Items listed in a dataset:
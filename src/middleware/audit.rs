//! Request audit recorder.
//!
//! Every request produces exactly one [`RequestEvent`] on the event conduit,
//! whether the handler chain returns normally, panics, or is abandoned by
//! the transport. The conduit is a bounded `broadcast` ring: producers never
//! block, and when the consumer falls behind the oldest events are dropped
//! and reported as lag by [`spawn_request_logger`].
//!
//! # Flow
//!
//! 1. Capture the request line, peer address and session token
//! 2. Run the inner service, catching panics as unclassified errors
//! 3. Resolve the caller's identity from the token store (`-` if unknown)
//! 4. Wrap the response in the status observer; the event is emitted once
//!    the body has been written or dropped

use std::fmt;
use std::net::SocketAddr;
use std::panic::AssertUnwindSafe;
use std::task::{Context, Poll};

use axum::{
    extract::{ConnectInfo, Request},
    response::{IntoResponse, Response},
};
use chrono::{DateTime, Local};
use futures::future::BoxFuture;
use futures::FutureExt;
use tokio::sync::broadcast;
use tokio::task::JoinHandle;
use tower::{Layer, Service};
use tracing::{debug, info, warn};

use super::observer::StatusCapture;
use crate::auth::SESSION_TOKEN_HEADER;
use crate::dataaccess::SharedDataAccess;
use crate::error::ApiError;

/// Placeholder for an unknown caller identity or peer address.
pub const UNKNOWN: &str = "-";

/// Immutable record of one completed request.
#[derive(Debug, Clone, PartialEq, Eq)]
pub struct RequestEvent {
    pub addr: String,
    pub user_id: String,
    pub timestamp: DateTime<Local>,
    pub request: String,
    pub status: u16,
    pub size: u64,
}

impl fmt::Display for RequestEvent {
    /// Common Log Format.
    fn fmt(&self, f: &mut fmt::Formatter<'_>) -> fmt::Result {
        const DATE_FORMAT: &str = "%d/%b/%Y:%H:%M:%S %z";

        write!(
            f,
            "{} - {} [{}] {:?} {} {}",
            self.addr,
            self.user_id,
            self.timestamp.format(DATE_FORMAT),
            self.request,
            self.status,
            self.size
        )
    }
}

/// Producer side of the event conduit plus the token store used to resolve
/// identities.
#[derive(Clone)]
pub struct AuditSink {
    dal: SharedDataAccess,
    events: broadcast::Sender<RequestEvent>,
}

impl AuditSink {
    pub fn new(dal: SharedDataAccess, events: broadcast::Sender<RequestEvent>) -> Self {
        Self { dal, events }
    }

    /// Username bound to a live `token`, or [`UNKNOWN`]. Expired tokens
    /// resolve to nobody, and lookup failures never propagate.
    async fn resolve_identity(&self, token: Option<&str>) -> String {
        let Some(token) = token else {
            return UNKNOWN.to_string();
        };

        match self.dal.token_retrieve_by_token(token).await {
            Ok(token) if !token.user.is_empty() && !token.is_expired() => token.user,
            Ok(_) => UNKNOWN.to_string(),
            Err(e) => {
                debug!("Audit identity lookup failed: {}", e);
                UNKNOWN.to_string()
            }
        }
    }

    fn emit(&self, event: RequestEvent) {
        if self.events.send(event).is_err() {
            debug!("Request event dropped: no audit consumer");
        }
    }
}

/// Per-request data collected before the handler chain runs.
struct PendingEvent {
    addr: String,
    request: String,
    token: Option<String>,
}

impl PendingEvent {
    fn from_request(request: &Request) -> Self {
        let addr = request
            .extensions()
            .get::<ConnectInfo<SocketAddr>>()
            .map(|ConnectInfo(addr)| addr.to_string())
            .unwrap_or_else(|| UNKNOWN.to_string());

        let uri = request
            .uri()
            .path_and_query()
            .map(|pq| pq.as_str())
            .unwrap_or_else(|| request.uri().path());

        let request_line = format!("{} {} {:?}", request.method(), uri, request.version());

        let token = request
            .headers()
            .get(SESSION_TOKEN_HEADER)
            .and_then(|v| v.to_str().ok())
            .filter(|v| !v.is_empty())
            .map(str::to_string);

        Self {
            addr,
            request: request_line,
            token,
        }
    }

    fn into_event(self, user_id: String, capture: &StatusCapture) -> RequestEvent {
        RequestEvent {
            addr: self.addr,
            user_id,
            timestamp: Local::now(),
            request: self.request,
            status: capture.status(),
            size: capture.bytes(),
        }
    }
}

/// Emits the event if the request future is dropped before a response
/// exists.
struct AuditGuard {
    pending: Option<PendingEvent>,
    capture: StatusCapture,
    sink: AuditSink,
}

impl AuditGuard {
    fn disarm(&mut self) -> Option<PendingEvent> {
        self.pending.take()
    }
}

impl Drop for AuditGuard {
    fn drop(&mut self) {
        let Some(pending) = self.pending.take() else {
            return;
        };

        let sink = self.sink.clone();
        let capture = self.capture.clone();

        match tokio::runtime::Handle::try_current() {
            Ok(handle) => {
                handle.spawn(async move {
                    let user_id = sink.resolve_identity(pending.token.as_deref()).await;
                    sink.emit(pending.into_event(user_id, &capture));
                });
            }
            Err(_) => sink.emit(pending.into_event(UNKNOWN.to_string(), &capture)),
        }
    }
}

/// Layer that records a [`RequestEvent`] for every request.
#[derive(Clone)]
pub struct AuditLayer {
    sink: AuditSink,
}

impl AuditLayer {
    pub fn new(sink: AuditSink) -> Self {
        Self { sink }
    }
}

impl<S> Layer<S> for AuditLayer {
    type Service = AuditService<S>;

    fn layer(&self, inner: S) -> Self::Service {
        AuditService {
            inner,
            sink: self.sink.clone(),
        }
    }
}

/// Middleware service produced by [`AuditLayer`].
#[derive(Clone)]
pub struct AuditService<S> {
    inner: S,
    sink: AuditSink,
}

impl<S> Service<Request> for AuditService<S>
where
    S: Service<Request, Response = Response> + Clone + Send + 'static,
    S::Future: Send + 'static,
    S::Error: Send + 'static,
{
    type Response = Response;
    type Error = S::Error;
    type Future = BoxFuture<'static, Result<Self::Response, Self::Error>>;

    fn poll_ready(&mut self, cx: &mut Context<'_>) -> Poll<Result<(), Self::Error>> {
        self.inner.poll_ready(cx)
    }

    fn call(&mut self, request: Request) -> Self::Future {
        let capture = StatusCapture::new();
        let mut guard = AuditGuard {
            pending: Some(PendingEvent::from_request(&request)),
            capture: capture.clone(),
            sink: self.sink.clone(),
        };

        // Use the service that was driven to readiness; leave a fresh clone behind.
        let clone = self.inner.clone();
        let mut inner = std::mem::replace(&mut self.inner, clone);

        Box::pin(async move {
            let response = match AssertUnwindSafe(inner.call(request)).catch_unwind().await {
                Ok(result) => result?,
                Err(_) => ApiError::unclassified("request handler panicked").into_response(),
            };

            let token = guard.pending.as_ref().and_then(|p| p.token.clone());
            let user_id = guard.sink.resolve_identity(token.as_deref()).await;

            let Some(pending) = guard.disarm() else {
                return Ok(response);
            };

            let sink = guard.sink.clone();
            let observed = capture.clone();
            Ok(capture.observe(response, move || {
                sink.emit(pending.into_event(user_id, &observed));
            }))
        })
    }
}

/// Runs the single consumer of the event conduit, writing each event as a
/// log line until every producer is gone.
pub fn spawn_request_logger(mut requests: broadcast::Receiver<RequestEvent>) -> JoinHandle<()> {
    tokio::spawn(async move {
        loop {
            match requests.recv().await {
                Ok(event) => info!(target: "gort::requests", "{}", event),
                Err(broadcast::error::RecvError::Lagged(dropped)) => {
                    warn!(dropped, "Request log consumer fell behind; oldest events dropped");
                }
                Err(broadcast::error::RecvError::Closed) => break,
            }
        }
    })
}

_Try it_: Retype the data in full and match it exactly.

_Answer area_:
filename src/middleware/audit.rs
//! Request audit recorder.
//!
//! Every request produces exactly one [`RequestEvent`] on the event conduit,
//! whether the handler chain returns normally, panics, or is abandoned by
//! the transport. The conduit is a bounded `broadcast` ring: producers never
//! block, and when the consumer falls behind the oldest events are dropped
//! and reported as lag by [`spawn_request_logger`].
//!
//! # Flow
//!
//! 1. Capture the request line, peer address and session token
//! 2. Run the inner service, catching panics as unclassified errors
//! 3. Resolve the caller's identity from the token store (`-` if unknown)
//! 4. Wrap the response in the status observer; the event is emitted once
//!    the body has been written or dropped

use std::fmt;
use std::net::SocketAddr;
use std::panic::AssertUnwindSafe;
use std::task::{Context, Poll};

use axum::{
    extract::{ConnectInfo, Request},
    response::{IntoResponse, Response},
};
use chrono::{DateTime, Local};
use futures::future::BoxFuture;
use futures::FutureExt;
use tokio::sync::broadcast;
use tokio::task::JoinHandle;
use tower::{Layer, Service};
use tracing::{debug, info, warn};

use super::observer::StatusCapture;
use crate::auth::SESSION_TOKEN_HEADER;
use crate::dataaccess::SharedDataAccess;
use crate::error::ApiError;

/// Placeholder for an unknown caller identity or peer address.
pub const UNKNOWN: &str = "-";

/// Immutable record of one completed request.
#[derive(Debug, Clone, PartialEq, Eq)]
pub struct RequestEvent {
    pub addr: String,
    pub user_id: String,
    pub timestamp: DateTime<Local>,
    pub request: String,
    pub status: u16,
    pub size: u64,
}

impl fmt::Display for RequestEvent {
    /// Common Log Format.
    fn fmt(&self, f: &mut fmt::Formatter<'_>) -> fmt::Result {
        const DATE_FORMAT: &str = "%d/%b/%Y:%H:%M:%S %z";

        write!(
            f,
            "{} - {} [{}] {:?} {} {}",
            self.addr,
            self.user_id,
            self.timestamp.format(DATE_FORMAT),
            self.request,
            self.status,
            self.size
        )
    }
}

/// Producer side of the event conduit plus the token store used to resolve
/// identities.
#[derive(Clone)]
pub struct AuditSink {
    dal: SharedDataAccess,
    events: broadcast::Sender<RequestEvent>,
}

impl AuditSink {
    pub fn new(dal: SharedDataAccess, events: broadcast::Sender<RequestEvent>) -> Self {
        Self { dal, events }
    }

    /// Username bound to a live `token`, or [`UNKNOWN`]. Expired tokens
    /// resolve to nobody, and lookup failures never propagate.
    async fn resolve_identity(&self, token: Option<&str>) -> String {
        let Some(token) = token else {
            return UNKNOWN.to_string();
        };

        match self.dal.token_retrieve_by_token(token).await {
            Ok(token) if !token.user.is_empty() && !token.is_expired() => token.user,
            Ok(_) => UNKNOWN.to_string(),
            Err(e) => {
                debug!("Audit identity lookup failed: {}", e);
                UNKNOWN.to_string()
            }
        }
    }

    fn emit(&self, event: RequestEvent) {
        if self.events.send(event).is_err() {
            debug!("Request event dropped: no audit consumer");
        }
    }
}

/// Per-request data collected before the handler chain runs.
struct PendingEvent {
    addr: String,
    request: String,
    token: Option<String>,
}

impl PendingEvent {
    fn from_request(request: &Request) -> Self {
        let addr = request
            .extensions()
            .get::<ConnectInfo<SocketAddr>>()
            .map(|ConnectInfo(addr)| addr.to_string())
            .unwrap_or_else(|| UNKNOWN.to_string());

        let uri = request
            .uri()
            .path_and_query()
            .map(|pq| pq.as_str())
            .unwrap_or_else(|| request.uri().path());

        let request_line = format!("{} {} {:?}", request.method(), uri, request.version());

        let token = request
            .headers()
            .get(SESSION_TOKEN_HEADER)
            .and_then(|v| v.to_str().ok())
            .filter(|v| !v.is_empty())
            .map(str::to_string);

        Self {
            addr,
            request: request_line,
            token,
        }
    }

    fn into_event(self, user_id: String, capture: &StatusCapture) -> RequestEvent {
        RequestEvent {
            addr: self.addr,
            user_id,
            timestamp: Local::now(),
            request: self.request,
            status: capture.status(),
            size: capture.bytes(),
        }
    }
}

/// Emits the event if the request future is dropped before a response
/// exists.
struct AuditGuard {
    pending: Option<PendingEvent>,
    capture: StatusCapture,
    sink: AuditSink,
}

impl AuditGuard {
    fn disarm(&mut self) -> Option<PendingEvent> {
        self.pending.take()
    }
}

impl Drop for AuditGuard {
    fn drop(&mut self) {
        let Some(pending) = self.pending.take() else {
            return;
        };

        let sink = self.sink.clone();
        let capture = self.capture.clone();

        match tokio::runtime::Handle::try_current() {
            Ok(handle) => {
                handle.spawn(async move {
                    let user_id = sink.resolve_identity(pending.token.as_deref()).await;
                    sink.emit(pending.into_event(user_id, &capture));
                });
            }
            Err(_) => sink.emit(pending.into_event(UNKNOWN.to_string(), &capture)),
        }
    }
}

/// Layer that records a [`RequestEvent`] for every request.
#[derive(Clone)]
pub struct AuditLayer {
    sink: AuditSink,
}

impl AuditLayer {
    pub fn new(sink: AuditSink) -> Self {
        Self { sink }
    }
}

impl<S> Layer<S> for AuditLayer {
    type Service = AuditService<S>;

    fn layer(&self, inner: S) -> Self::Service {
        AuditService {
            inner,
            sink: self.sink.clone(),
        }
    }
}

/// Middleware service produced by [`AuditLayer`].
#[derive(Clone)]
pub struct AuditService<S> {
    inner: S,
    sink: AuditSink,
}

impl<S> Service<Request> for AuditService<S>
where
    S: Service<Request, Response = Response> + Clone + Send + 'static,
    S::Future: Send + 'static,
    S::Error: Send + 'static,
{
    type Response = Response;
    type Error = S::Error;
    type Future = BoxFuture<'static, Result<Self::Response, Self::Error>>;

    fn poll_ready(&mut self, cx: &mut Context<'_>) -> Poll<Result<(), Self::Error>> {
        self.inner.poll_ready(cx)
    }

    fn call(&mut self, request: Request) -> Self::Future {
        let capture = StatusCapture::new();
        let mut guard = AuditGuard {
            pending: Some(PendingEvent::from_request(&request)),
            capture: capture.clone(),
            sink: self.sink.clone(),
        };

        // Use the service that was driven to readiness; leave a fresh clone behind.
        let clone = self.inner.clone();
        let mut inner = std::mem::replace(&mut self.inner, clone);

        Box::pin(async move {
            let response = match AssertUnwindSafe(inner.call(request)).catch_unwind().await {
                Ok(result) => result?,
                Err(_) => ApiError::unclassified("request handler panicked").into_response(),
            };

            let token = guard.pending.as_ref().and_then(|p| p.token.clone());
            let user_id = guard.sink.resolve_identity(token.as_deref()).await;

            let Some(pending) = guard.disarm() else {
                return Ok(response);
            };

            let sink = guard.sink.clone();
            let observed = capture.clone();
            Ok(capture.observe(response, move || {
                sink.emit(pending.into_event(user_id, &observed));
            }))
        })
    }
}

/// Runs the single consumer of the event conduit, writing each event as a
/// log line until every producer is gone.
pub fn spawn_request_logger(mut requests: broadcast::Receiver<RequestEvent>) -> JoinHandle<()> {
    tokio::spawn(async move {
        loop {
            match requests.recv().await {
                Ok(event) => info!(target: "gort::requests", "{}", event),
                Err(broadcast::error::RecvError::Lagged(dropped)) => {
                    warn!(dropped, "Request log consumer fell behind; oldest events dropped");
                }
                Err(broadcast::error::RecvError::Closed) => break,
            }
        }
    })
}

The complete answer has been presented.